Women who dress attractively, then, are dressing sexually, according to patriarchal standards, and they therefore want sex. From anyone. But to admit that they desire or enjoy sex is slutty, and to sleep with men—particularly with multiple partners—is downright whorish. For the patriarchy, the old age holds true: You know the difference between a slut and a bitch? A slut will sleep with anyone. A bitch will sleep with anyone but you.
The patriarchal view of sex is that it is women’s currency. We give it out as payment for dates, laughter, and acknowledgement. If a man is paying a woman attention, she owes him sex. If she refuses to sleep with him, she has violated a social contract; she has stolen his time without giving him sex in return. If she then gives it to someone else, she may be given any of the titles above and more, because she is a worthless tramp.

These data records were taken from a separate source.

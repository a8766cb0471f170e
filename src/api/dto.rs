//! Data Transfer Objects for API requests and responses.
//!
//! Request bodies arrive as raw JSON values and are checked field by field
//! here, before any store call. Type mismatches become [`ValidationError`]s
//! instead of deserializer rejections, so every client error has the same shape.

use serde::{Deserialize, Serialize};
use serde_json::{Map, Value};

use super::error::ValidationError;
use crate::domain::{Task, TaskChanges};

const INVALID_JSON: &str = "Request body must be valid JSON";
const INVALID_CREATE: &str = "Title is required and must be a string";
const INVALID_COMPLETION: &str = "\"completed\" is required and must be a boolean";
const INVALID_FULL_UPDATE: &str =
    "Invalid data. \"title\" must be string, \"completed\" must be boolean.";
const EMPTY_TITLE: &str = "Title must not be empty";
const NO_VALID_FIELDS: &str = "No valid fields to update";

// =============================================================================
// Body Parsing
// =============================================================================

/// Parses a raw request body into a JSON object.
///
/// An empty body is an empty object. Valid JSON that is not an object is also
/// treated as an object without fields, so it fails field validation.
///
/// # Errors
///
/// Returns `ValidationError` if the body is not valid JSON.
pub fn parse_body(body: &str) -> Result<Map<String, Value>, ValidationError> {
    if body.trim().is_empty() {
        return Ok(Map::new());
    }

    match serde_json::from_str::<Value>(body) {
        Ok(Value::Object(fields)) => Ok(fields),
        Ok(_) => Ok(Map::new()),
        Err(_) => Err(ValidationError::new(INVALID_JSON)),
    }
}

/// Returns the title as sent if `value` is a JSON string with visible text.
fn non_blank_string(value: Option<&Value>) -> Option<String> {
    value
        .and_then(Value::as_str)
        .filter(|title| !title.trim().is_empty())
        .map(str::to_string)
}

// =============================================================================
// Request DTOs
// =============================================================================

/// Validated body of `POST /tasks`.
#[derive(Debug, Clone, PartialEq, Eq)]
pub struct CreateTaskRequest {
    /// Title as sent; never blank.
    pub title: String,
}

impl CreateTaskRequest {
    /// Validates a create payload.
    ///
    /// # Errors
    ///
    /// Returns `ValidationError` if `title` is missing, not a string, or blank.
    pub fn from_fields(fields: &Map<String, Value>) -> Result<Self, ValidationError> {
        non_blank_string(fields.get("title"))
            .map(|title| Self { title })
            .ok_or_else(|| ValidationError::new(INVALID_CREATE))
    }
}

/// Validated body of `PUT /tasks/{id}`.
#[derive(Debug, Clone, Copy, PartialEq, Eq)]
pub struct CompletionRequest {
    /// New completion flag.
    pub completed: bool,
}

impl CompletionRequest {
    /// Validates a completion payload.
    ///
    /// # Errors
    ///
    /// Returns `ValidationError` if `completed` is missing or not a boolean.
    pub fn from_fields(fields: &Map<String, Value>) -> Result<Self, ValidationError> {
        fields
            .get("completed")
            .and_then(Value::as_bool)
            .map(|completed| Self { completed })
            .ok_or_else(|| ValidationError::new(INVALID_COMPLETION))
    }

    /// Converts into store changes.
    #[must_use]
    pub const fn into_changes(self) -> TaskChanges {
        TaskChanges::completion(self.completed)
    }
}

/// Validated body of `PUT /tasks/{id}/edit`.
#[derive(Debug, Clone, PartialEq, Eq)]
pub struct FullUpdateRequest {
    /// Title as sent; never blank.
    pub title: String,
    /// New completion flag.
    pub completed: bool,
}

impl FullUpdateRequest {
    /// Validates a full-update payload. Both fields are required.
    ///
    /// # Errors
    ///
    /// Returns `ValidationError` if either field is missing or wrongly typed,
    /// or if the title is blank.
    pub fn from_fields(fields: &Map<String, Value>) -> Result<Self, ValidationError> {
        let title = fields.get("title").and_then(Value::as_str);
        let completed = fields.get("completed").and_then(Value::as_bool);

        let (Some(title), Some(completed)) = (title, completed) else {
            return Err(ValidationError::new(INVALID_FULL_UPDATE));
        };

        if title.trim().is_empty() {
            return Err(ValidationError::new(EMPTY_TITLE));
        }

        Ok(Self {
            title: title.to_string(),
            completed,
        })
    }

    /// Converts into store changes.
    #[must_use]
    pub fn into_changes(self) -> TaskChanges {
        TaskChanges::replace(self.title, self.completed)
    }
}

/// Validated body of `PATCH /tasks/{id}`.
///
/// Wrongly typed fields are dropped; at least one field must survive.
#[derive(Debug, Clone, PartialEq, Eq)]
pub struct PartialUpdateRequest {
    /// New title, if a string was supplied.
    pub title: Option<String>,
    /// New completion flag, if a boolean was supplied.
    pub completed: Option<bool>,
}

impl PartialUpdateRequest {
    /// Validates a partial-update payload.
    ///
    /// # Errors
    ///
    /// Returns `ValidationError` if neither field is usable, or if a string
    /// title is blank.
    pub fn from_fields(fields: &Map<String, Value>) -> Result<Self, ValidationError> {
        let title = match fields.get("title").and_then(Value::as_str) {
            Some(title) if title.trim().is_empty() => {
                return Err(ValidationError::new(EMPTY_TITLE));
            }
            Some(title) => Some(title.to_string()),
            None => None,
        };
        let completed = fields.get("completed").and_then(Value::as_bool);

        if title.is_none() && completed.is_none() {
            return Err(ValidationError::new(NO_VALID_FIELDS));
        }

        Ok(Self { title, completed })
    }

    /// Converts into store changes.
    #[must_use]
    pub fn into_changes(self) -> TaskChanges {
        TaskChanges {
            title: self.title,
            completed: self.completed,
        }
    }
}

// =============================================================================
// Response DTOs
// =============================================================================

/// Response DTO for a task.
#[derive(Debug, Clone, PartialEq, Eq, Serialize, Deserialize)]
#[serde(rename_all = "camelCase")]
pub struct TaskResponse {
    /// Task ID.
    pub id: String,
    /// Title of the task.
    pub title: String,
    /// Whether the task is done.
    pub completed: bool,
    /// Creation timestamp (RFC 3339).
    pub created_at: String,
    /// Last update timestamp (RFC 3339).
    pub updated_at: String,
}

impl From<&Task> for TaskResponse {
    fn from(task: &Task) -> Self {
        Self {
            id: task.id.to_string(),
            title: task.title.clone(),
            completed: task.completed,
            created_at: task.created_at.to_rfc3339(),
            updated_at: task.updated_at.to_rfc3339(),
        }
    }
}

impl From<Task> for TaskResponse {
    fn from(task: Task) -> Self {
        Self::from(&task)
    }
}

/// Response DTO for `DELETE /tasks/{id}`.
#[derive(Debug, Clone, PartialEq, Eq, Serialize, Deserialize)]
pub struct DeleteTaskResponse {
    /// Confirmation message.
    pub message: String,
    /// The removed task.
    pub task: TaskResponse,
}

impl DeleteTaskResponse {
    /// Builds the confirmation for a removed task.
    #[must_use]
    pub fn deleted(task: &Task) -> Self {
        Self {
            message: "Task deleted successfully".to_string(),
            task: TaskResponse::from(task),
        }
    }
}

// =============================================================================
// Tests
// =============================================================================
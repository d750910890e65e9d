//! Minimal INP reader/writer.
//!
//! Only the sections the analysis needs are interpreted: node and link
//! inventory, coordinates, and initial link statuses. Everything else
//! (patterns, curves, options, times, ...) passes through untouched in the
//! re-emitted document, which is what the external solver consumes.

use std::collections::HashSet;

use crate::error::{ModelError, ModelResult};
use crate::network::{Link, LinkKind, LinkStatus, NetworkModel, Node, NodeKind};

pub(crate) fn parse(text: &str) -> ModelResult<NetworkModel> {
    let mut nodes: Vec<Node> = Vec::new();
    let mut links: Vec<Link> = Vec::new();
    let mut node_ids: HashSet<String> = HashSet::new();
    let mut link_ids: HashSet<String> = HashSet::new();

    // [STATUS] and [COORDINATES] may appear before the entities they refer
    // to, so they are collected first and applied after the full scan.
    let mut status_overrides: Vec<(usize, String, LinkStatus)> = Vec::new();
    let mut coordinates: Vec<(usize, String, f64, f64)> = Vec::new();

    let mut section = String::new();

    for (idx, raw) in text.lines().enumerate() {
        let line_no = idx + 1;
        let line = strip_comment(raw).trim();
        if line.is_empty() {
            continue;
        }
        if let Some(name) = section_name(line) {
            section = name;
            continue;
        }

        let fields: Vec<&str> = line.split_whitespace().collect();
        match section.as_str() {
            "JUNCTIONS" => {
                push_node(&mut nodes, &mut node_ids, fields[0], NodeKind::Junction, line_no)?;
            }
            "RESERVOIRS" => {
                push_node(&mut nodes, &mut node_ids, fields[0], NodeKind::Reservoir, line_no)?;
            }
            "TANKS" => {
                push_node(&mut nodes, &mut node_ids, fields[0], NodeKind::Tank, line_no)?;
            }
            "PIPES" => {
                if fields.len() < 3 {
                    return Err(parse_err(line_no, "pipe needs an id and two end nodes"));
                }
                let status = match fields.get(7) {
                    Some(tok) => parse_status(tok, line_no)?,
                    None => LinkStatus::Open,
                };
                push_link(
                    &mut links,
                    &mut link_ids,
                    fields[0],
                    LinkKind::Pipe,
                    fields[1],
                    fields[2],
                    status,
                    line_no,
                )?;
            }
            "PUMPS" => {
                if fields.len() < 3 {
                    return Err(parse_err(line_no, "pump needs an id and two end nodes"));
                }
                push_link(
                    &mut links,
                    &mut link_ids,
                    fields[0],
                    LinkKind::Pump,
                    fields[1],
                    fields[2],
                    LinkStatus::Open,
                    line_no,
                )?;
            }
            "VALVES" => {
                if fields.len() < 3 {
                    return Err(parse_err(line_no, "valve needs an id and two end nodes"));
                }
                push_link(
                    &mut links,
                    &mut link_ids,
                    fields[0],
                    LinkKind::Valve,
                    fields[1],
                    fields[2],
                    LinkStatus::Open,
                    line_no,
                )?;
            }
            "STATUS" => {
                if fields.len() < 2 {
                    return Err(parse_err(line_no, "status entry needs a link id and a state"));
                }
                // A numeric entry is a pump speed / valve setting; the link
                // is active, which for our purposes means open.
                let status = if fields[1].parse::<f64>().is_ok() {
                    LinkStatus::Open
                } else {
                    parse_status(fields[1], line_no)?
                };
                status_overrides.push((line_no, fields[0].to_string(), status));
            }
            "COORDINATES" => {
                if fields.len() < 3 {
                    return Err(parse_err(line_no, "coordinate entry needs a node id, x and y"));
                }
                let x = parse_number(fields[1], line_no)?;
                let y = parse_number(fields[2], line_no)?;
                coordinates.push((line_no, fields[0].to_string(), x, y));
            }
            _ => {} // pass-through section
        }
    }

    for (line_no, id, status) in status_overrides {
        let link = links
            .iter_mut()
            .find(|l| l.id == id)
            .ok_or_else(|| parse_err(line_no, format!("status for unknown link '{id}'")))?;
        link.initial_status = status;
    }

    for (_, id, x, y) in coordinates {
        // Map data is display-only; entries for unknown nodes are ignored.
        if let Some(node) = nodes.iter_mut().find(|n| n.id == id) {
            node.coordinates = Some((x, y));
        }
    }

    Ok(NetworkModel {
        source: text.to_string(),
        nodes,
        links,
    })
}

/// Re-emit the source document, dropping any original `[STATUS]` section
/// and appending one that reflects the model's current link statuses.
pub(crate) fn render(model: &NetworkModel) -> String {
    let overrides = status_section(model);
    let mut out = String::with_capacity(model.source.len() + overrides.len() + 16);
    let mut in_status = false;
    let mut inserted = false;

    for raw in model.source.lines() {
        let line = raw.trim();
        if let Some(name) = section_name(line) {
            if name == "STATUS" {
                in_status = true;
                continue;
            }
            in_status = false;
            if name == "END" && !inserted {
                out.push_str(&overrides);
                inserted = true;
            }
        } else if in_status {
            continue;
        }
        out.push_str(raw);
        out.push('\n');
    }
    if !inserted {
        out.push_str(&overrides);
    }
    out
}

fn status_section(model: &NetworkModel) -> String {
    let mut lines = String::new();
    for link in &model.links {
        if link.initial_status != link.source_status {
            lines.push_str(&format!(" {:<16} {}\n", link.id, link.initial_status));
        }
    }
    if lines.is_empty() {
        return lines;
    }
    format!("[STATUS]\n{lines}\n")
}

fn section_name(line: &str) -> Option<String> {
    let rest = line.strip_prefix('[')?;
    let name = rest.split(']').next()?;
    Some(name.trim().to_ascii_uppercase())
}

fn strip_comment(line: &str) -> &str {
    match line.find(';') {
        Some(pos) => &line[..pos],
        None => line,
    }
}

fn parse_status(token: &str, line_no: usize) -> ModelResult<LinkStatus> {
    match token.to_ascii_uppercase().as_str() {
        "OPEN" | "CV" => Ok(LinkStatus::Open),
        "CLOSED" => Ok(LinkStatus::Closed),
        other => Err(parse_err(line_no, format!("unknown link status '{other}'"))),
    }
}

fn parse_number(token: &str, line_no: usize) -> ModelResult<f64> {
    token
        .parse::<f64>()
        .map_err(|_| parse_err(line_no, format!("expected a number, got '{token}'")))
}

fn parse_err(line: usize, what: impl Into<String>) -> ModelError {
    ModelError::Parse {
        line,
        what: what.into(),
    }
}

fn push_node(
    nodes: &mut Vec<Node>,
    seen: &mut HashSet<String>,
    id: &str,
    kind: NodeKind,
    line_no: usize,
) -> ModelResult<()> {
    if !seen.insert(id.to_string()) {
        return Err(parse_err(line_no, format!("duplicate node id '{id}'")));
    }
    nodes.push(Node {
        id: id.to_string(),
        kind,
        coordinates: None,
    });
    Ok(())
}

#[allow(clippy::too_many_arguments)]
fn push_link(
    links: &mut Vec<Link>,
    seen: &mut HashSet<String>,
    id: &str,
    kind: LinkKind,
    from: &str,
    to: &str,
    status: LinkStatus,
    line_no: usize,
) -> ModelResult<()> {
    if !seen.insert(id.to_string()) {
        return Err(parse_err(line_no, format!("duplicate link id '{id}'")));
    }
    links.push(Link {
        id: id.to_string(),
        kind,
        from_node: from.to_string(),
        to_node: to.to_string(),
        initial_status: status,
        source_status: status,
    });
    Ok(())
}

#[cfg(test)]
mod tests {
    use super::*;

    const DEMO: &str = "\
[TITLE]
Small demo net

[JUNCTIONS]
;ID    Elev   Demand
 J1    50     10
 J2    45     10

[RESERVOIRS]
 R1    100

[PIPES]
;ID   Node1  Node2  Length  Diam  Rough  Mloss  Status
 P1   R1     J1     100     300   130    0      Open
 P2   J1     J2     200     200   130    0      Open

[COORDINATES]
 J1   100    200
 J2   200    200

[END]
";

    #[test]
    fn parses_inventory_and_coordinates() {
        let model = parse(DEMO).unwrap();
        assert_eq!(model.nodes().len(), 3);
        assert_eq!(model.links().len(), 2);
        assert_eq!(model.node("J1").unwrap().kind, NodeKind::Junction);
        assert_eq!(model.node("R1").unwrap().kind, NodeKind::Reservoir);
        assert_eq!(model.coordinates("J2"), Some((200.0, 200.0)));
        assert_eq!(model.coordinates("R1"), None);
        assert_eq!(model.link("P1").unwrap().initial_status, LinkStatus::Open);
    }

    #[test]
    fn inline_pipe_status_is_read() {
        let text = DEMO.replace(
            " P2   J1     J2     200     200   130    0      Open",
            " P2   J1     J2     200     200   130    0      Closed",
        );
        let model = parse(&text).unwrap();
        assert_eq!(model.link("P2").unwrap().initial_status, LinkStatus::Closed);
    }

    #[test]
    fn status_section_overrides_inline_status() {
        let text = DEMO.replace("[END]", "[STATUS]\n P2  Closed\n\n[END]");
        let model = parse(&text).unwrap();
        assert_eq!(model.link("P2").unwrap().initial_status, LinkStatus::Closed);
        // The override survives a render/parse round trip.
        let again = parse(&model.to_inp()).unwrap();
        assert_eq!(again.link("P2").unwrap().initial_status, LinkStatus::Closed);
    }

    #[test]
    fn status_for_unknown_link_is_rejected() {
        let text = DEMO.replace("[END]", "[STATUS]\n NOPE  Closed\n\n[END]");
        let err = parse(&text).unwrap_err();
        assert!(matches!(err, ModelError::Parse { .. }));
        assert!(err.to_string().contains("NOPE"));
    }

    #[test]
    fn duplicate_ids_are_rejected() {
        let text = DEMO.replace("[RESERVOIRS]\n R1    100", "[RESERVOIRS]\n J1    100");
        let err = parse(&text).unwrap_err();
        assert!(err.to_string().contains("duplicate node id 'J1'"));
    }

    #[test]
    fn render_injects_status_override_before_end() {
        let mut model = parse(DEMO).unwrap();
        model.set_initial_status("P2", LinkStatus::Closed).unwrap();
        let text = model.to_inp();
        assert!(text.contains("[STATUS]"));
        let status_pos = text.find("[STATUS]").unwrap();
        let end_pos = text.find("[END]").unwrap();
        assert!(status_pos < end_pos);
        assert!(text.contains("P2"));

        let reparsed = parse(&text).unwrap();
        assert_eq!(
            reparsed.link("P2").unwrap().initial_status,
            LinkStatus::Closed
        );
        assert_eq!(reparsed.link("P1").unwrap().initial_status, LinkStatus::Open);
    }

    #[test]
    fn render_without_overrides_leaves_document_alone() {
        let model = parse(DEMO).unwrap();
        let text = model.to_inp();
        assert!(!text.contains("[STATUS]"));
        assert!(text.contains("[PIPES]"));
    }

    #[test]
    fn malformed_coordinate_reports_line() {
        let text = DEMO.replace(" J1   100    200", " J1   abc    200");
        let err = parse(&text).unwrap_err();
        match err {
            ModelError::Parse { line, what } => {
                assert!(line > 0);
                assert!(what.contains("abc"));
            }
            other => panic!("unexpected error: {other}"),
        }
    }
}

If women owe men sex in exchange for attention, and if women’s bodies must conform to a particular brand of sex appeal, then women are constantly on display and—literally—up for grabs. They are walking sex dispensaries who are socially obligated to open their legs to anyone, on demand. Their bodies are not whole, but are made up of parts to be changed according to men’s whims. A woman’s breasts and buttocks are not for feeding children and sitting comfortably; they are sex handles. Her mouth is not for eating, laughing, and speaking; it is a penis dock, designed specifically to swallow ejaculate. Her vagina and vulva are not for sexual pleasure and the production of offspring; her vagina is a penis dock, and her vulva is nonexistent. Her anus is not for expelling waste; it is the holy grail of penis docks.
Until recently, I had not experienced this level of body-shaming: the reduction of my body to parts. I thought of it in an abstract sense; it was present, but hidden. When it happened to me, I convinced myself that I was amused. In reality, I was floored.
It happened at the end of a long and utterly pointless Facebook debate with a few of my cousin’s acquaintances. At this point, a man named Luke* and I were the only two who had not abandoned the post. When I responded to a comment Luke directed at me, he grew defensive, essentially telling me not to speak to him because he had not spoken to me. I pointed out that he had, and thus began a long chain of denials and accusations.
Eventually, Luke began to order me to stop posting; he later called this “asking.” I am not the type of person to take orders from anyone, especially not a strange man on the Internet. So, I continued to make my points and refute his. Frustrated that I refused to follow his commands, Luke resorted to incredible insults.
“Why are you such a cunt? Did you [sic] dildo run out of batteries? Boyfriend won’t even look you in the back of the head anymore?”
This was his opening line. Here, Luke has reduced me to a single body part—my vagina—and chosen to use the most offensive word for it in the English language.** His next two sentences imply that I am not sexually active, either because no man wants me or because my partner loathes me entirely, and that this has led to what he believes to be cunt-like behavior. The corollary to this implication, of course, is that sex in some form will turn me into a complacent and cooperative creature; this is the philosophy behind curative rape.
“Let’s discuss or are you to [sic] busy cleaning sand out of your vagina?”
My vagina is not being used for any worthwhile purpose—sex—and is therefore full of debris. It needs to be cleaned, cleansed even, by a penis.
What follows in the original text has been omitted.